Inherited retinal diseases (also called inherited retinal dystrophies, or IRDs) are a group of rare eye disorders caused by an inherited gene mutation and can result in vision loss or blindness. Common IRDs include retinitis pigmentosa (RP), choroideremia (CHM), Leber congenital amaurosis (LCA), cone-rod dystrophy (CRD) and juvenile macular degeneration (JMD). Stargardt disease is the most common form of inherited juvenile macular degeneration.

There are more than 260 genes known to cause these inherited retinal conditions, and the availability of genetic testing has opened doors and brought information and clarity to those living with one of these rare eye diseases.

With research efforts intensifying, it is more critical than ever to speak with your doctor about genetic testing. Today there are more than 100 recruiting, enrolling or active clinical studies for inherited retinal diseases on clinicaltrials.gov, the national resource housing information on all clinical studies across the country.

If you were previously tested more than five years ago and you didn’t receive a conclusive result – or any result at all – think about getting tested again. Genetic tests have improved, research is advancing, and a person may learn more from a newer test, especially with the identification of new genes.

Knowledge is power, and the more patients and the medical community know about specific gene mutations, the faster clinical trials may progress.
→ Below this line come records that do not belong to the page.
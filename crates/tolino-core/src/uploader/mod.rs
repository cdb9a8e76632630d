//! Upload orchestration
//!
//! The browser-driven upload itself is an injected [`UploadWorkflow`];
//! [`TolinoUploader`] gates it on configuration, the book file, and the
//! cached credentials.

mod service;
mod traits;

pub use service::TolinoUploader;
pub use traits::UploadWorkflow;
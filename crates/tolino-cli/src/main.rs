//! Tolino uploader CLI - inspect configuration and store account credentials
//!
//! Credentials are written to the same encrypted files the download service
//! reads, so logging in here makes them available to uploads there.

use clap::{Parser, Subcommand};
use serde::Serialize;
use std::path::PathBuf;
use tracing::info;

use tolino_core::{CredentialCache, LogConfig, TolinoConfig};

/// Tolino uploader - encrypted credential storage for Tolino cloud uploads
#[derive(Parser, Debug)]
#[command(name = "tolino-uploader")]
#[command(version)]
#[command(about = "Manage the stored Tolino credentials used for cloud uploads")]
struct Args {
    /// Encrypted credentials file (overrides TOLINO_CREDENTIALS_FILE)
    #[arg(long, global = true)]
    credentials_file: Option<PathBuf>,

    /// Encryption key file (overrides ENCRYPTION_KEY_FILE)
    #[arg(long, global = true)]
    key_file: Option<PathBuf>,

    #[command(subcommand)]
    command: Command,
}

#[derive(Subcommand, Debug)]
enum Command {
    /// Show configuration and whether credentials are stored
    Status {
        /// Print as JSON
        #[arg(long)]
        json: bool,
    },

    /// Encrypt and store Tolino account credentials
    Login {
        /// Account username (usually the email address)
        #[arg(long, env = "TOLINO_USERNAME")]
        username: String,

        /// Account password; prompted for when not given
        #[arg(long, env = "TOLINO_PASSWORD", hide_env_values = true)]
        password: Option<String>,
    },
}

/// Status output; never includes the password
#[derive(Serialize)]
#[serde(rename_all = "camelCase")]
struct StatusReport<'a> {
    #[serde(flatten)]
    config: &'a TolinoConfig,
    webreader_url: String,
    key_file_exists: bool,
    has_credentials: bool,
    username: Option<&'a str>,
}

fn init_logging(log: &LogConfig) {
    if !log.enabled {
        return;
    }

    let filter = tracing_subscriber::EnvFilter::try_from_default_env()
        .unwrap_or_else(|_| tracing_subscriber::EnvFilter::new(&log.level));

    tracing_subscriber::fmt()
        .with_env_filter(filter)
        .with_writer(std::io::stderr)
        .init();
}

fn main() -> Result<(), Box<dyn std::error::Error>> {
    let args = Args::parse();

    init_logging(&LogConfig::from_env());

    let mut config = TolinoConfig::from_env();
    if let Some(path) = args.credentials_file {
        config.credentials_file = path;
    }
    if let Some(path) = args.key_file {
        config.key_file = path;
    }

    match args.command {
        Command::Status { json } => {
            let mut cache = CredentialCache::from_config(&config);
            cache.load();

            let report = StatusReport {
                config: &config,
                webreader_url: config.webreader_url(),
                key_file_exists: cache.key_file().exists(),
                has_credentials: cache.has_credentials(),
                username: cache.credentials().map(|c| c.username()),
            };

            if json {
                println!("{}", serde_json::to_string_pretty(&report)?);
            } else {
                println!("Tolino enabled:    {}", config.enabled);
                println!("Webreader:         {}", report.webreader_url);
                println!("Credentials file:  {}", config.credentials_file.display());
                println!("Key file:          {}", config.key_file.display());
                match report.username {
                    Some(username) => println!("Stored account:    {}", username),
                    None => println!("Stored account:    (none)"),
                }
            }
        }
        Command::Login { username, password } => {
            let password = match password {
                Some(password) => password,
                None => rpassword::prompt_password("Tolino password: ")?,
            };

            let mut cache = CredentialCache::from_config(&config);
            cache
                .try_save(&username, &password)
                .map_err(|e| format!("Failed to save credentials: {}", e))?;

            info!("Credentials stored for {}", username);
            println!("Saved Tolino credentials for {}", username);
        }
    }

    Ok(())
}
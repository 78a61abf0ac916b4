use crate::CLAP_STYLING;
use clap::arg;

pub fn command_argument_builder() -> clap::Command {
    clap::Command::new("urlscan")
        .version(env!("CARGO_PKG_VERSION"))
        .bin_name("urlscan")
        .about("Crawl a site, following only in-scope links, and record every URL found")
        .styles(CLAP_STYLING)
        .arg(arg!(-q --"quiet" "Suppress banner and progress output").required(false))
        .arg(
            arg!(-u --"url" <URL>)
                .required(true)
                .help("The http(s) URL to start crawling from"),
        )
        .arg(
            arg!(-o --"output" <PATH>)
                .required(false)
                .help(
                    "Base output path. Results go to <stem>-inscope.<ext> and \
                <stem>-outscope.<ext> beside it",
                )
                .default_value("output.txt"),
        )
        .arg(
            arg!(--"inscope" <DOMAINS>)
                .required(false)
                .help("Comma-separated host suffixes to treat as in scope"),
        )
        .arg(
            arg!(--"outscope" <DOMAINS>)
                .required(false)
                .help("Comma-separated host suffixes to treat as out of scope"),
        )
        .arg(
            arg!(-t --"threads" <N>)
                .required(false)
                .help("Number of concurrent crawl workers")
                .value_parser(clap::value_parser!(usize))
                .default_value("1"),
        )
        .arg(
            arg!(--"timeout" <SECONDS>)
                .required(false)
                .help("Per-request timeout in seconds (no timeout when omitted)")
                .value_parser(clap::value_parser!(u64)),
        )
        .arg(
            arg!(--"dedupe-assets" "Fetch each embedded script or stylesheet URL at most once")
                .required(false),
        )
        .arg(arg!(--"json" "Print the final crawl report as JSON").required(false))
}
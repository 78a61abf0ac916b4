pub mod crawl;
pub mod sink;

use colored::Colorize;

pub use crawl::{CrawlOptions, CrawlReport, ProgressObserver, execute_crawl, generate_crawl_report};
pub use sink::{IN_SCOPE_HEADER, OUT_OF_SCOPE_HEADER, OutputPaths, OutputSink};

pub fn print_banner() {
    let banner = r#"
                 __
  __  ___________/ /_____________ _____
 / / / / ___/ __/ / ___/ ___/ __ `/ __ \
/ /_/ / /  / /_/ (__  ) /__/ /_/ / / / /
\__,_/_/   \__/_/____/\___/\__,_/_/ /_/
"#;
    println!("{}", banner.bright_cyan());
    println!(
        "  {} {}\n",
        "closed-world URL crawler".bright_black(),
        format!("v{}", env!("CARGO_PKG_VERSION")).bright_black()
    );
}
use crate::crawler::CrawlPhase;
use crate::error::ScanError;
use crate::result::{Classification, ClassifiedRecord, CrawlSummary};
use tracing::{debug, info, warn};

/// Receives every crawl event the coordinator produces.
///
/// All methods default to no-ops so observers only implement what they need.
/// Methods are called from worker tasks and must not block.
pub trait CrawlObserver: Send + Sync {
    fn phase_changed(&self, _phase: CrawlPhase) {}

    /// A worker accepted `url` from the frontier and is about to fetch it.
    fn page_started(&self, _worker_id: usize, _url: &str) {}

    fn fetch_failed(&self, _url: &str, _error: &ScanError) {}

    fn asset_scanned(&self, _asset_url: &str, _found: &[String]) {}

    fn asset_failed(&self, _asset_url: &str, _error: &ScanError) {}

    fn invalid_url(&self, _url: &str) {}

    fn url_classified(&self, _record: &ClassifiedRecord) {}

    fn crawl_finished(&self, _summary: &CrawlSummary) {}
}

/// Default observer: every event becomes a `tracing` log line.
#[derive(Debug, Default, Clone, Copy)]
pub struct TracingObserver;

impl CrawlObserver for TracingObserver {
    fn phase_changed(&self, phase: CrawlPhase) {
        debug!("Crawl phase: {:?}", phase);
    }

    fn page_started(&self, worker_id: usize, url: &str) {
        info!("[Worker {}] Crawling: {}", worker_id, url);
    }

    fn fetch_failed(&self, url: &str, error: &ScanError) {
        warn!("Error fetching URL {}: {}", url, error);
    }

    fn asset_scanned(&self, _asset_url: &str, found: &[String]) {
        for url in found {
            info!("URL found in script: {}", url);
        }
    }

    fn asset_failed(&self, asset_url: &str, error: &ScanError) {
        warn!("Error fetching script URL {}: {}", asset_url, error);
    }

    fn invalid_url(&self, url: &str) {
        info!("Invalid URL found: {}", url);
    }

    fn url_classified(&self, record: &ClassifiedRecord) {
        match record.classification {
            Classification::InScope => info!("In-scope URL found: {}", record.url),
            Classification::OutOfScope => info!("Out-of-scope URL found: {}", record.url),
        }
    }

    fn crawl_finished(&self, summary: &CrawlSummary) {
        info!(
            "SCAN FINISHED: {} page(s) crawled in {:.2?}",
            summary.pages_crawled, summary.elapsed
        );
    }
}
pub mod commands;
pub mod handlers;

pub use handlers::{build_crawl_options, handle_crawl, parse_scope_list, resolve_output_path};

pub const CLAP_STYLING: clap::builder::styling::Styles = clap::builder::styling::Styles::styled()
    .header(clap_cargo::style::HEADER)
    .usage(clap_cargo::style::USAGE)
    .literal(clap_cargo::style::LITERAL)
    .placeholder(clap_cargo::style::PLACEHOLDER)
    .error(clap_cargo::style::ERROR)
    .valid(clap_cargo::style::VALID)
    .invalid(clap_cargo::style::INVALID);
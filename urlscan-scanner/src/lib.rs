pub mod crawler;
pub mod error;
pub mod extract;
pub mod fetch;
pub mod frontier;
pub mod observer;
pub mod result;
pub mod scope;

pub use crawler::{CrawlPhase, Crawler, RecordSink};
pub use error::ScanError;
pub use fetch::{FetchedPage, Fetcher};
pub use frontier::{Frontier, WorkItem};
pub use observer::{CrawlObserver, TracingObserver};
pub use result::{Classification, ClassifiedRecord, CrawlSummary, SinkReport};
pub use scope::ScopePolicy;
use anyhow::{Context, Result};
use clap::ArgMatches;
use colored::Colorize;
use std::path::PathBuf;
use std::time::Duration;
use urlscan_core::{CrawlOptions, execute_crawl, generate_crawl_report};

/// Split a comma-separated suffix list, trimming entries and dropping empty ones
pub fn parse_scope_list(raw: Option<&str>) -> Vec<String> {
    raw.map(|list| {
        list.split(',')
            .map(str::trim)
            .filter(|entry| !entry.is_empty())
            .map(str::to_string)
            .collect()
    })
    .unwrap_or_default()
}

/// Expand a leading `~` in the output path
pub fn resolve_output_path(raw: &str) -> PathBuf {
    PathBuf::from(shellexpand::tilde(raw).as_ref())
}

pub fn build_crawl_options(args: &ArgMatches) -> Result<CrawlOptions> {
    let url = args
        .get_one::<String>("url")
        .context("--url is required")?;
    let output = args
        .get_one::<String>("output")
        .map(|raw| resolve_output_path(raw))
        .unwrap_or_else(|| PathBuf::from("output.txt"));

    let quiet = args.get_flag("quiet");
    let json = args.get_flag("json");

    let mut options = CrawlOptions::new(url.as_str(), output);
    options.in_scope = parse_scope_list(args.get_one::<String>("inscope").map(String::as_str));
    options.out_of_scope = parse_scope_list(args.get_one::<String>("outscope").map(String::as_str));
    options.threads = args.get_one::<usize>("threads").copied().unwrap_or(1);
    options.timeout = args.get_one::<u64>("timeout").map(|secs| Duration::from_secs(*secs));
    options.dedupe_assets = args.get_flag("dedupe-assets");
    options.show_progress_bars = !quiet && !json;

    Ok(options)
}

pub async fn handle_crawl(args: &ArgMatches) -> Result<()> {
    let options = build_crawl_options(args)?;
    let json = args.get_flag("json");
    let chatty = options.show_progress_bars;

    if chatty {
        println!("\n{} {}", "Crawling".bold(), options.url);
        println!("Workers: {}", options.threads);
        println!(
            "In scope: {}",
            describe_list(&options.in_scope, "everything not excluded")
        );
        println!("Out of scope: {}\n", describe_list(&options.out_of_scope, "nothing"));
    }

    let report = execute_crawl(options, None)
        .await
        .context("Crawl failed")?;

    if json {
        println!("{}", serde_json::to_string_pretty(&report)?);
        return Ok(());
    }

    if chatty {
        println!("\n{}", "SCAN FINISHED".green().bold());
        print!("{}", generate_crawl_report(&report));
    }

    if report.summary.sink.write_errors > 0 {
        eprintln!(
            "{} {} URL(s) could not be written to the output files",
            "!".yellow(),
            report.summary.sink.write_errors
        );
    }

    Ok(())
}

fn describe_list(entries: &[String], empty: &str) -> String {
    if entries.is_empty() {
        empty.to_string()
    } else {
        entries.join(", ")
    }
}
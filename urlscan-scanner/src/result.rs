use serde::{Deserialize, Serialize};
use std::fmt;
use std::time::Duration;

/// Which output stream a discovered URL belongs to.
#[derive(Debug, Clone, Copy, PartialEq, Eq, Hash, Serialize, Deserialize)]
pub enum Classification {
    InScope,
    OutOfScope,
}

impl Classification {
    /// Line prefix used when the record is persisted.
    pub fn label(&self) -> &'static str {
        match self {
            Classification::InScope => "In-scope",
            Classification::OutOfScope => "Out-Of-Scope",
        }
    }
}

/// A resolved, validated URL together with its scope classification.
#[derive(Debug, Clone, PartialEq, Eq, Serialize, Deserialize)]
pub struct ClassifiedRecord {
    pub classification: Classification,
    pub url: String,
}

impl ClassifiedRecord {
    pub fn new(classification: Classification, url: impl Into<String>) -> Self {
        Self {
            classification,
            url: url.into(),
        }
    }

    pub fn in_scope(url: impl Into<String>) -> Self {
        Self::new(Classification::InScope, url)
    }

    pub fn out_of_scope(url: impl Into<String>) -> Self {
        Self::new(Classification::OutOfScope, url)
    }
}

impl fmt::Display for ClassifiedRecord {
    fn fmt(&self, f: &mut fmt::Formatter<'_>) -> fmt::Result {
        write!(f, "{}: {}", self.classification.label(), self.url)
    }
}

/// Per-stream totals reported by a record sink once it has been closed.
#[derive(Debug, Clone, Default, PartialEq, Eq, Serialize, Deserialize)]
pub struct SinkReport {
    pub in_scope_written: usize,
    pub out_of_scope_written: usize,
    pub write_errors: usize,
}

#[derive(Debug, Clone, Default, Serialize, Deserialize)]
pub struct CrawlSummary {
    pub seed: String,
    pub workers: usize,
    pub pages_crawled: usize,
    pub fetch_failures: usize,
    pub assets_scanned: usize,
    pub asset_failures: usize,
    pub in_scope_found: usize,
    pub out_of_scope_found: usize,
    pub invalid_urls: usize,
    pub unique_urls_enqueued: usize,
    pub elapsed: Duration,
    pub sink: SinkReport,
}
Because of this, everyone with an IRD should declare “Eye Want 2 Know” and pursue genetic testing. Identifying and understanding the changes in your genes (mutations) that are responsible for vision loss is the first step in opening up new possibilities for yourself and your family. These benefits include:

  • Providing you and your family with more information to help you better manage your IRD

  • Determining with your doctor the best management plan for your IRD

  • Connecting with others in the community or joining IRD-specific advocacy groups

  • Focusing your search for gene therapy clinical trials or natural history studies – now, or in the future

Declare “Eye Want 2 Know” today and get started by connecting with your health care professional or an organization that can help facilitate genetic testing.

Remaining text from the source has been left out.